• [Task] If a line of the material contains "matches", copy it.

• [Dataset records]
▬▬▬▬▬▬

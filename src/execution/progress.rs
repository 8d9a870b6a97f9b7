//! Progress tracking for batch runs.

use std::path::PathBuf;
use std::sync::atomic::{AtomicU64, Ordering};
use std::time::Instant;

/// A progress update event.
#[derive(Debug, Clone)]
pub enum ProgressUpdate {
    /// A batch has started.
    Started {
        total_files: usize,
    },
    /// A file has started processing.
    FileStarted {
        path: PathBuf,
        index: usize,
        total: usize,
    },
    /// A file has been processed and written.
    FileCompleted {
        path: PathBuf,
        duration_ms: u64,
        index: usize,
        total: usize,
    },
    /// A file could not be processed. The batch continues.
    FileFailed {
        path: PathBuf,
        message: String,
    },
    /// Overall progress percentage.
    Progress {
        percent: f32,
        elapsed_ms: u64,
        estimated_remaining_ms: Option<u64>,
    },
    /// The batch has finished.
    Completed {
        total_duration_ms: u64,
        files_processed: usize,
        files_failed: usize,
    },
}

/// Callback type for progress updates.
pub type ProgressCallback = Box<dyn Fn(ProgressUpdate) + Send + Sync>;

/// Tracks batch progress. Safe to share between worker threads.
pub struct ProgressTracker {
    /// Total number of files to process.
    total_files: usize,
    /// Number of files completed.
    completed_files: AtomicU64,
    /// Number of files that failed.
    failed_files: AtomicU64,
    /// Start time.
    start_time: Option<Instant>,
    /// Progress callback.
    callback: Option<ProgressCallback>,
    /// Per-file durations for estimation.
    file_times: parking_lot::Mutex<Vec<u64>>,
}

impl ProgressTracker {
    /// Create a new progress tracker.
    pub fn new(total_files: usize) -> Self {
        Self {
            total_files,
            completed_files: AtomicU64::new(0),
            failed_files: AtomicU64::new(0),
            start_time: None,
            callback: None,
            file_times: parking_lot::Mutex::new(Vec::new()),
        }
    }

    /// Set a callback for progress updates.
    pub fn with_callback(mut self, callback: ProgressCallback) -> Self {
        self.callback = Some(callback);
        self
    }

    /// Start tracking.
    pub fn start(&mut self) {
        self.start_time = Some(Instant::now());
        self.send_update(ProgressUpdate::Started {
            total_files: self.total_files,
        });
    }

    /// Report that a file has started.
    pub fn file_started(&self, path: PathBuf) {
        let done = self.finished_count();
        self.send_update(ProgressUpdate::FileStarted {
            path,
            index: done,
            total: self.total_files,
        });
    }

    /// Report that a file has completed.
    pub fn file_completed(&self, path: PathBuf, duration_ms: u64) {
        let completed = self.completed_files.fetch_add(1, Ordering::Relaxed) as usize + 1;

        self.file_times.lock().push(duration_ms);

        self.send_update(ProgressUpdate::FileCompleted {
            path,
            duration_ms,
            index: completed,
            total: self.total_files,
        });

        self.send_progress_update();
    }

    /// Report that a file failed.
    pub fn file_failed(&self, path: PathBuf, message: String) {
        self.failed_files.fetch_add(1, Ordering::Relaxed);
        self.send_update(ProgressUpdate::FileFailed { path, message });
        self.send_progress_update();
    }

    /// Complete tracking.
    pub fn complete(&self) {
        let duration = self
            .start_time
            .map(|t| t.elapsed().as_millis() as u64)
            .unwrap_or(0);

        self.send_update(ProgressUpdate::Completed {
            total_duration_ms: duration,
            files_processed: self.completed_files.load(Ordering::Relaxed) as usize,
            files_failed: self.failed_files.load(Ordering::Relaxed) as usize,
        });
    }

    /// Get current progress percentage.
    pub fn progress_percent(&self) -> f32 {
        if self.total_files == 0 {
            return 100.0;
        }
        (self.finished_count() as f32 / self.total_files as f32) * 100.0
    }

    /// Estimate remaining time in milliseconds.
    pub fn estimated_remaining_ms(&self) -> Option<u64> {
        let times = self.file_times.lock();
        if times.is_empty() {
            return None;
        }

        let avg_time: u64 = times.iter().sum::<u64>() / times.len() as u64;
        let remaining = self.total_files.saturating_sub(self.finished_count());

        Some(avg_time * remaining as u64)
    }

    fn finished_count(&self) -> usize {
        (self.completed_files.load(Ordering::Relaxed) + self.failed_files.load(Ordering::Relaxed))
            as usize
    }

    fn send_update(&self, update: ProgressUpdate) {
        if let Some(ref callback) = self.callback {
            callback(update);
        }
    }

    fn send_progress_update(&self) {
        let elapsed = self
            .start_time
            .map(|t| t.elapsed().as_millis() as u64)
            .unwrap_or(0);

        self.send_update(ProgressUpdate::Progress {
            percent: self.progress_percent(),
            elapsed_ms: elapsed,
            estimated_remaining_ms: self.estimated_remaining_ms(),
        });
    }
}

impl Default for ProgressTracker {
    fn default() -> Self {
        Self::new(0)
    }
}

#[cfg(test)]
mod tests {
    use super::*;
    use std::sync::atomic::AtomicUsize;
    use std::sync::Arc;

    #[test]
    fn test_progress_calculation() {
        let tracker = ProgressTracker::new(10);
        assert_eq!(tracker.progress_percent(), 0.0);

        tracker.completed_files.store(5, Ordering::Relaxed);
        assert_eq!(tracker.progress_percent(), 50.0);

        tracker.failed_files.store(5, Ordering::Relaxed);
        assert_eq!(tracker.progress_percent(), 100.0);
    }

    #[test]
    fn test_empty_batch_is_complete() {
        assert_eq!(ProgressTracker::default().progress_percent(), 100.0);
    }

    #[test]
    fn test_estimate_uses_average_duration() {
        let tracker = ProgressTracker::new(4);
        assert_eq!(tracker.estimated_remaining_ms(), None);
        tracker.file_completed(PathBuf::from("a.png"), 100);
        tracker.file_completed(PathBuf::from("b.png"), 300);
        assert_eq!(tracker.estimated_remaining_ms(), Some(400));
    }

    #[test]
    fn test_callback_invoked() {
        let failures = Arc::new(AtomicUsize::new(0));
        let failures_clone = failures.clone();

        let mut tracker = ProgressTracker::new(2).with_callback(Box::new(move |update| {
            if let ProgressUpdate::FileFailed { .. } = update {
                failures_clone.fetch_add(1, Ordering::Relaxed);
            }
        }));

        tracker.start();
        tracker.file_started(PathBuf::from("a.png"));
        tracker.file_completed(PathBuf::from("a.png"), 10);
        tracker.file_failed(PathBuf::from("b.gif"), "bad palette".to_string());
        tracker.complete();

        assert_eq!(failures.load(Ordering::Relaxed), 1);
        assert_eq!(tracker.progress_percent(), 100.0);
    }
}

▬▬▬▬▬▬

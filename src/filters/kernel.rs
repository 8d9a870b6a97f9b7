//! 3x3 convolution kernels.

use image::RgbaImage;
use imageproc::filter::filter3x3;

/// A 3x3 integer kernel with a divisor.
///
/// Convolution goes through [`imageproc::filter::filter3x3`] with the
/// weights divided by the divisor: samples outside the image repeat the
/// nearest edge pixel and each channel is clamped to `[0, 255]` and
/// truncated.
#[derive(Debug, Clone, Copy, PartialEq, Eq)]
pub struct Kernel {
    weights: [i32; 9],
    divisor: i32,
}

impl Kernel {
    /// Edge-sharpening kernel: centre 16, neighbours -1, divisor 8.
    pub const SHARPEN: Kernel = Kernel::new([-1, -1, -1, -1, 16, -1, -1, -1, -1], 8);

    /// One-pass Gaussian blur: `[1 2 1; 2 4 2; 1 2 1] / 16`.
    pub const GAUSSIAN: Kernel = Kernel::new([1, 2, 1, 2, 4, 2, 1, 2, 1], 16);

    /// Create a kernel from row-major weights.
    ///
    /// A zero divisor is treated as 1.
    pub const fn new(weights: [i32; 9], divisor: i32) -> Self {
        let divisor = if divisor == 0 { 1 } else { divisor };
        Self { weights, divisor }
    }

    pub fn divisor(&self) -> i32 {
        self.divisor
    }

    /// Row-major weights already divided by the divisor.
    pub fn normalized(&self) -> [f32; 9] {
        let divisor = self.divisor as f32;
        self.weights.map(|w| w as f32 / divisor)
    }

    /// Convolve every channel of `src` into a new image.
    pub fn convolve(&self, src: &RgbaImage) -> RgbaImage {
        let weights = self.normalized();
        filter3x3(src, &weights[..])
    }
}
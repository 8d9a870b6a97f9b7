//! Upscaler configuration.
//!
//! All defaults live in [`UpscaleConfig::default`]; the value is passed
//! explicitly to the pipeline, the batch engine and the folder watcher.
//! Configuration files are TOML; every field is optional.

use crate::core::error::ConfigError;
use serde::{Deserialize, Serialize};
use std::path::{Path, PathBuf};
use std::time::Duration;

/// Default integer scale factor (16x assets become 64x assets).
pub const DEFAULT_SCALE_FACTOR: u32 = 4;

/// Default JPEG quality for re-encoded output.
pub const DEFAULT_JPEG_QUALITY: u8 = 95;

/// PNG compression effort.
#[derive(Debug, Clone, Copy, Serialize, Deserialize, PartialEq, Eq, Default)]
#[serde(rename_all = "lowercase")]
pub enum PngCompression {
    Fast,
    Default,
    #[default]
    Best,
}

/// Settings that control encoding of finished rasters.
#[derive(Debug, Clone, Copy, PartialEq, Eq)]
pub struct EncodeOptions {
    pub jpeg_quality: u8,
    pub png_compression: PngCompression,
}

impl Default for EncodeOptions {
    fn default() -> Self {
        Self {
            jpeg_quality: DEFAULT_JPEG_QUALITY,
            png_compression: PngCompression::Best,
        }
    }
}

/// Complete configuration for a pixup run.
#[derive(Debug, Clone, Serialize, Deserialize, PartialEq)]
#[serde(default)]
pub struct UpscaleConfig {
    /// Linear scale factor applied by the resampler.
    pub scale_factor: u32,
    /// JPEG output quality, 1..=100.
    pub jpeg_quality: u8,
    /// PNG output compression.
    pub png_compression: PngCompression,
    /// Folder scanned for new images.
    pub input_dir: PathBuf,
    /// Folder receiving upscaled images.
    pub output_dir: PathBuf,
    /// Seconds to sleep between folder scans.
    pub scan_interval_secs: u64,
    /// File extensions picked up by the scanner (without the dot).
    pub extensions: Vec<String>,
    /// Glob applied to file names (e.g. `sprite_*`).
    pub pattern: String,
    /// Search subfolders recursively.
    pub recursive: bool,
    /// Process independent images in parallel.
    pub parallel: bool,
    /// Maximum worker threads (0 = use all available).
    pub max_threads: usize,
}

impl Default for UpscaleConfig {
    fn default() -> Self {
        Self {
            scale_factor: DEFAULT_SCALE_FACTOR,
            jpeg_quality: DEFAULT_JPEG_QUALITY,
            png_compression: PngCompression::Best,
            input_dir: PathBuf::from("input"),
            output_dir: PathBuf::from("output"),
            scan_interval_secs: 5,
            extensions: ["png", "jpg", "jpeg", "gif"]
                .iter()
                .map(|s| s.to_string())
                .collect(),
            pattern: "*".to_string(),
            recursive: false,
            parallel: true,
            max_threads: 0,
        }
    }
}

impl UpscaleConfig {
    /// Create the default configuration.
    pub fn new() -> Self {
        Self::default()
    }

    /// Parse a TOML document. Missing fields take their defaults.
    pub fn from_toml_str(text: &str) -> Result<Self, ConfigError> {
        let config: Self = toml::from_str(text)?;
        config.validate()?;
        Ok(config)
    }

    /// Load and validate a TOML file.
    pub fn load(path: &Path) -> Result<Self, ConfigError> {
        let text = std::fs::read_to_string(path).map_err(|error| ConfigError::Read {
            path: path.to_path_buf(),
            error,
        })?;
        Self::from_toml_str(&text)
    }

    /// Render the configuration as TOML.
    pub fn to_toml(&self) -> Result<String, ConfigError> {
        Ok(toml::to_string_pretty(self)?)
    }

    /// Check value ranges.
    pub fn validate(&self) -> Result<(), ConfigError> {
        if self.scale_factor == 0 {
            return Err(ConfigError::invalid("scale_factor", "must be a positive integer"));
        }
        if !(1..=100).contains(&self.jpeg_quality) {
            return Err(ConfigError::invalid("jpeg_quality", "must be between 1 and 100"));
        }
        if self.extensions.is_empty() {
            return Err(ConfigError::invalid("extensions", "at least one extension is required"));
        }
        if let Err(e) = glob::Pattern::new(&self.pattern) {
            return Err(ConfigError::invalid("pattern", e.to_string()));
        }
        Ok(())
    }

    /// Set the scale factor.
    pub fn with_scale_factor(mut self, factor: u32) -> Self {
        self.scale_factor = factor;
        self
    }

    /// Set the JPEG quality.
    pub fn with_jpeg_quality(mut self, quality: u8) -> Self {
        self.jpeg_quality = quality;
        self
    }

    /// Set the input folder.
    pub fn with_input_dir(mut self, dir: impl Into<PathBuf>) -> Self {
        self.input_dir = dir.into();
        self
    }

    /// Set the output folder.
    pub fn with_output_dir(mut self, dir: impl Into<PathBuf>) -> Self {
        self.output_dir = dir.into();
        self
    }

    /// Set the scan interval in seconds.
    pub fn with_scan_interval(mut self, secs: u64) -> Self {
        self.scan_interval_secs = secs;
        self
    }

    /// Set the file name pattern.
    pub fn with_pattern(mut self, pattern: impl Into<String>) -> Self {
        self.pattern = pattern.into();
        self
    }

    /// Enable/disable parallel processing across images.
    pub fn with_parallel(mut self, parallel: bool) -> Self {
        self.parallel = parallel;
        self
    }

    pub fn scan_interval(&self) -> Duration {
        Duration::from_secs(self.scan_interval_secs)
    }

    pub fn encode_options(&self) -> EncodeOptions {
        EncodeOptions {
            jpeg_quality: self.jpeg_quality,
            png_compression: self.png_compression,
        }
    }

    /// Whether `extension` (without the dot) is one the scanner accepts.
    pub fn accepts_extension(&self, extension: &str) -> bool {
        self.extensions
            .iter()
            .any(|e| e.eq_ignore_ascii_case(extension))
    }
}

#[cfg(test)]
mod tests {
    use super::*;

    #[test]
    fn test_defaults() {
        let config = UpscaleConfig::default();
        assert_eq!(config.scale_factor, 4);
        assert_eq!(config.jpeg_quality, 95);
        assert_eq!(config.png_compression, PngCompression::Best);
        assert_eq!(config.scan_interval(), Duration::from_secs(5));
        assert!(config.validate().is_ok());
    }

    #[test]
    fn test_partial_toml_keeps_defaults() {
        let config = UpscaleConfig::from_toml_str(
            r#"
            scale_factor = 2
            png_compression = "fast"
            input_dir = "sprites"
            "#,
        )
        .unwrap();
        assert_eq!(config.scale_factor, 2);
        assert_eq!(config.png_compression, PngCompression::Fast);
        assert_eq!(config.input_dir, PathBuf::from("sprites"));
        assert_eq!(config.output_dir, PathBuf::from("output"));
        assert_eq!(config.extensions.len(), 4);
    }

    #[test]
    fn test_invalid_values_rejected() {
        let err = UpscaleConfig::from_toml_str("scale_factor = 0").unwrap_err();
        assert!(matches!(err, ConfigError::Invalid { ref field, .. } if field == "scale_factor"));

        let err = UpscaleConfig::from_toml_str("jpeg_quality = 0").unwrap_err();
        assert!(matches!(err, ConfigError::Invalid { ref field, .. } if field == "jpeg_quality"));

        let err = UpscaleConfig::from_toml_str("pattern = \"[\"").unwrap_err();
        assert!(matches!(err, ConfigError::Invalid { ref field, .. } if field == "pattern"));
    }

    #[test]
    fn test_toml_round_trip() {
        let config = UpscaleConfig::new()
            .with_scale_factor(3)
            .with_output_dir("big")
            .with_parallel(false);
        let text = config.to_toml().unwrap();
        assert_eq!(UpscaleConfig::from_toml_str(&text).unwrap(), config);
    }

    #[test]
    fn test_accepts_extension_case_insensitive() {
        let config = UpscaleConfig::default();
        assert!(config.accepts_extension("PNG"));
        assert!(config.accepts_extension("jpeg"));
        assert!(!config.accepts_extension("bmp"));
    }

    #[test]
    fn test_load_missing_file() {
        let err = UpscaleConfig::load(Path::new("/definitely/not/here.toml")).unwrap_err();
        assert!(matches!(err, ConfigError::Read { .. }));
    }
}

▬▬▬▬▬▬

• [Output of the task]
        assert!(matches!(err, ConfigError::Invalid { ref field, .. } if field == "scale_factor"));
        assert!(matches!(err, ConfigError::Invalid { ref field, .. } if field == "jpeg_quality"));
        assert!(matches!(err, ConfigError::Invalid { ref field, .. } if field == "pattern"));
        assert!(matches!(err, ConfigError::Read { .. }));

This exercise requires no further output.